The Global Purchasing Managers’ Index (PMI) for manufacturing produced by J P Morgan using the data from S&P Global fell to a 3-month low of 48.8 in October with output contracting for the 5th consecutive month and a further deterioration in new orders – it is the 14th month in a row that this has been below the crucial 50 level which is the longest run of negative figures since the period between December 2000 to February 2002.

Although the UK reading for the manufacturing sector was not as bad as either of the two previous months, the figure of 44.8 still implies that activity in the sector is contracting at a significant pace and it is quite a bit below the flash estimate of 45.2 that we reported last week.  The output, orders and employment elements of the index were all in negative territory and the additional indicator of business confidence fell to a 10-month low, although the outlook was still positive.
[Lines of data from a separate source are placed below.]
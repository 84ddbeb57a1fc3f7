//! Cancellation plumbing shared by both stores.

use std::future::IntoFuture;

use tokio_util::sync::CancellationToken;

use crate::error::StoreError;

/// Race a driver call against `cancel`.
///
/// The token is polled first so an already-cancelled token never reaches the
/// driver. Dropping the driver future aborts the in-flight request.
pub async fn with_cancel<F, T>(cancel: &CancellationToken, call: F) -> Result<T, StoreError>
where
    F: IntoFuture<Output = mongodb::error::Result<T>>,
{
    let call = call.into_future();
    tokio::select! {
        biased;
        _ = cancel.cancelled() => Err(StoreError::Cancelled),
        result = call => result.map_err(StoreError::from),
    }
}

/// Fail with [`StoreError::Cancelled`] if `cancel` has fired. Used by the
/// operations that only touch memory.
pub fn ensure_active(cancel: &CancellationToken) -> Result<(), StoreError> {
    if cancel.is_cancelled() {
        return Err(StoreError::Cancelled);
    }
    Ok(())
}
The situation is even worse in the Euro-zone where the manufacturing PMI fell to a 3-month low of 43.1 as orders fell at a pace that is among the sharpest on record in the survey.  Employment int eh sector fell at its fastest pace since August 2020 and the best we can say about output is that it fell at the same pace as in September.
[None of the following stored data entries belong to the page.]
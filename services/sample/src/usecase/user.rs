use identity_domain::{User, normalize};
use identity_mongodb::store::{UserRoleStore, UserStore};
use identity_mongodb::{CancellationToken, StoreError};

use crate::error::SampleError;

// ── GetUser ──────────────────────────────────────────────────────────────────

pub struct GetUserUseCase<S: UserStore> {
    pub store: S,
}

impl<S: UserStore> GetUserUseCase<S> {
    pub async fn execute(
        &self,
        user_id: &str,
        cancel: &CancellationToken,
    ) -> Result<User, SampleError> {
        self.store
            .find_by_id(user_id, cancel)
            .await?
            .ok_or(SampleError::UserNotFound)
    }
}

// ── AddUserToRole ────────────────────────────────────────────────────────────

pub struct AddUserToRoleUseCase<S: UserRoleStore> {
    pub store: S,
}

impl<S: UserRoleStore> AddUserToRoleUseCase<S> {
    pub async fn execute(
        &self,
        user_id: &str,
        role_name: &str,
        cancel: &CancellationToken,
    ) -> Result<User, SampleError> {
        let normalized = normalize(role_name);
        if normalized.is_empty() {
            return Err(SampleError::InvalidRequest("role name is empty"));
        }
        let mut user = self
            .store
            .find_by_id(user_id, cancel)
            .await?
            .ok_or(SampleError::UserNotFound)?;
        self.store
            .add_to_role(&mut user, &normalized, cancel)
            .await
            .map_err(|e| match e {
                StoreError::InvalidOperation(_) => SampleError::RoleNotFound(normalized.clone()),
                other => other.into(),
            })?;
        self.store.update(&user, cancel).await?;
        Ok(user)
    }
}
//! Entity fixtures.

use identity_domain::{Role, User, normalize};

/// A user named `alice` with normalized name and email already set.
pub fn test_user() -> User {
    named_user("alice")
}

/// A user with `user_name`, an `@example.com` address and normalized fields.
pub fn named_user(user_name: &str) -> User {
    let email = format!("{user_name}@example.com");
    let mut user = User::with_user_name(user_name, email.clone());
    user.normalized_name = Some(normalize(user_name));
    user.normalized_email = Some(normalize(&email));
    user
}

/// A role with its normalized name set.
pub fn test_role(name: &str) -> Role {
    let mut role = Role::new(name);
    role.normalized_name = Some(normalize(name));
    role
}
use std::fmt::Display;
use std::future::Future;

use axum::http::StatusCode;

/// Handler for `GET /healthz`, liveness only.
pub async fn healthz() -> StatusCode {
    StatusCode::OK
}

/// Map a dependency probe to a readiness status. Failures are logged and
/// reported as 503.
pub async fn readiness<F, E>(probe: F) -> StatusCode
where
    F: Future<Output = Result<(), E>>,
    E: Display,
{
    match probe.await {
        Ok(()) => StatusCode::OK,
        Err(e) => {
            tracing::warn!(error = %e, "readiness probe failed");
            StatusCode::SERVICE_UNAVAILABLE
        }
    }
}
Despite this weakness, there is mix of month-on-month trends among the 8 Euro-zone countries included in the analysis.  Four countries – Austria, Germany, Greece and (just) the Netherlands – had a reading that was higher than in September, while the other 4 (France, Ireland, Italy and Spain) had a lower figure.  However, only Greece has a PMI that is above 50 and, despite the improvement on last month, Germany still has the lowest reading in the Euro-zone at 40.8.
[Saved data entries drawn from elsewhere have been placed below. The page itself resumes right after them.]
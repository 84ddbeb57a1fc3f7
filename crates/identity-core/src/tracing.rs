use tracing_subscriber::{EnvFilter, fmt, layer::SubscriberExt, util::SubscriberInitExt};

/// Env var selecting the log output; `pretty` for humans, JSON otherwise.
pub const LOG_FORMAT_ENV: &str = "LOG_FORMAT";

/// Initialize stdout tracing filtered by `RUST_LOG`. Call once at startup.
///
/// Later calls are ignored.
pub fn init_tracing() {
    let pretty = std::env::var(LOG_FORMAT_ENV).is_ok_and(|v| v.eq_ignore_ascii_case("pretty"));
    let registry = tracing_subscriber::registry().with(EnvFilter::from_default_env());
    let _ = if pretty {
        registry.with(fmt::layer().pretty()).try_init()
    } else {
        registry.with(fmt::layer().json()).try_init()
    };
}
use std::time::Duration;

use anyhow::Context as _;
use serde_json::Value;
use tracing::warn;

use crate::domain::provider::ExternalProvider;
use crate::domain::repository::UserInfoPort;
use crate::error::SampleError;

/// User-info endpoint per provider.
#[derive(Debug, Clone)]
pub struct ProviderEndpoints {
    pub facebook: String,
    pub google: String,
}

impl ProviderEndpoints {
    pub fn url_for(&self, provider: ExternalProvider) -> &str {
        match provider {
            ExternalProvider::Facebook => &self.facebook,
            ExternalProvider::Google => &self.google,
        }
    }
}

impl Default for ProviderEndpoints {
    fn default() -> Self {
        Self {
            facebook: ExternalProvider::Facebook.default_userinfo_url().to_owned(),
            google: ExternalProvider::Google.default_userinfo_url().to_owned(),
        }
    }
}

/// `reqwest` client implementing `UserInfoPort` with bearer-token GETs.
#[derive(Clone)]
pub struct HttpUserInfoClient {
    client: reqwest::Client,
    endpoints: ProviderEndpoints,
}

impl HttpUserInfoClient {
    /// Every user-info request, connect through body, is bounded by `timeout`.
    pub fn new(endpoints: ProviderEndpoints, timeout: Duration) -> anyhow::Result<Self> {
        let client = reqwest::Client::builder()
            .timeout(timeout)
            .build()
            .context("build user info HTTP client")?;
        Ok(Self { client, endpoints })
    }
}

impl UserInfoPort for HttpUserInfoClient {
    async fn fetch(
        &self,
        provider: ExternalProvider,
        access_token: &str,
    ) -> Result<Value, SampleError> {
        let response = self
            .client
            .get(self.endpoints.url_for(provider))
            .bearer_auth(access_token)
            .send()
            .await
            .with_context(|| format!("GET {} user info", provider.display_name()))?;

        let status = response.status();
        if !status.is_success() {
            warn!(%provider, status = status.as_u16(), "user info request rejected");
            return Err(SampleError::UserInfoUnavailable {
                provider: provider.display_name(),
                status: status.as_u16(),
            });
        }

        let payload = response
            .json::<Value>()
            .await
            .context("decode user info payload")?;
        Ok(payload)
    }
}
The other 4 members of the EU that have a PMI survey all saw a higher manufacturing PMI than in September although, with the exception of Hungary which had the largest increase that took its reading to 50.5, they (Czechia, Poland and Sweden) are all still significantly negative.  On the other hand, Turkey and especially Switzerland saw their manufacturing PMI lower than in September – for the latter, this was the largest month-on-month reduction in our analysis and led to them having the lowest reading in our report at 40.6.

There is similarly mixed picture in Asia and, with one exception, the manufacturing PMI’s are in negative territory.  Taiwan (47.6) saw a modest improvement, Japan (48.7) edged up, South Korea (49.8) was down a smidgeon and China (49.5) saw a modest decline compared to September – the latter took it back below the crucial 50 level.  The exception is India where, although the reading fell, at 55.5, it still has the highest reading in this analysis.

For the Americas, only Brazil had a lower PMI than in September and while the improvement (“less bad” would be a better description) figures for Canada and Mexico still left them with a contracting level of activity, the USA reading edged up to exactly the neutral rate of 50.0 and Mexico saw a more significant increase which took their manufacturing PMI to 52.1 and over the contraction/expansion threshold.

All this means that we have gone from having 3 countries with a manufacturing PMI above 50 in September to 4 (plus the USA at exactly 50) in October – note that at the time of writing this report, we don’t have the figures for the ASEAN region. The individual S&P Global PMI reports are available to download on their web-site at https://www.pmi.spglobal.com/Public/Release/PressReleases but we also have a summary charts report which is attached below.  You should note that the PMI readings for Hungary, Sweden and Switzerland are not compiled by S&P Global but can be found with an appropriate internet search (it also means that they are not part of the global PMI calculation).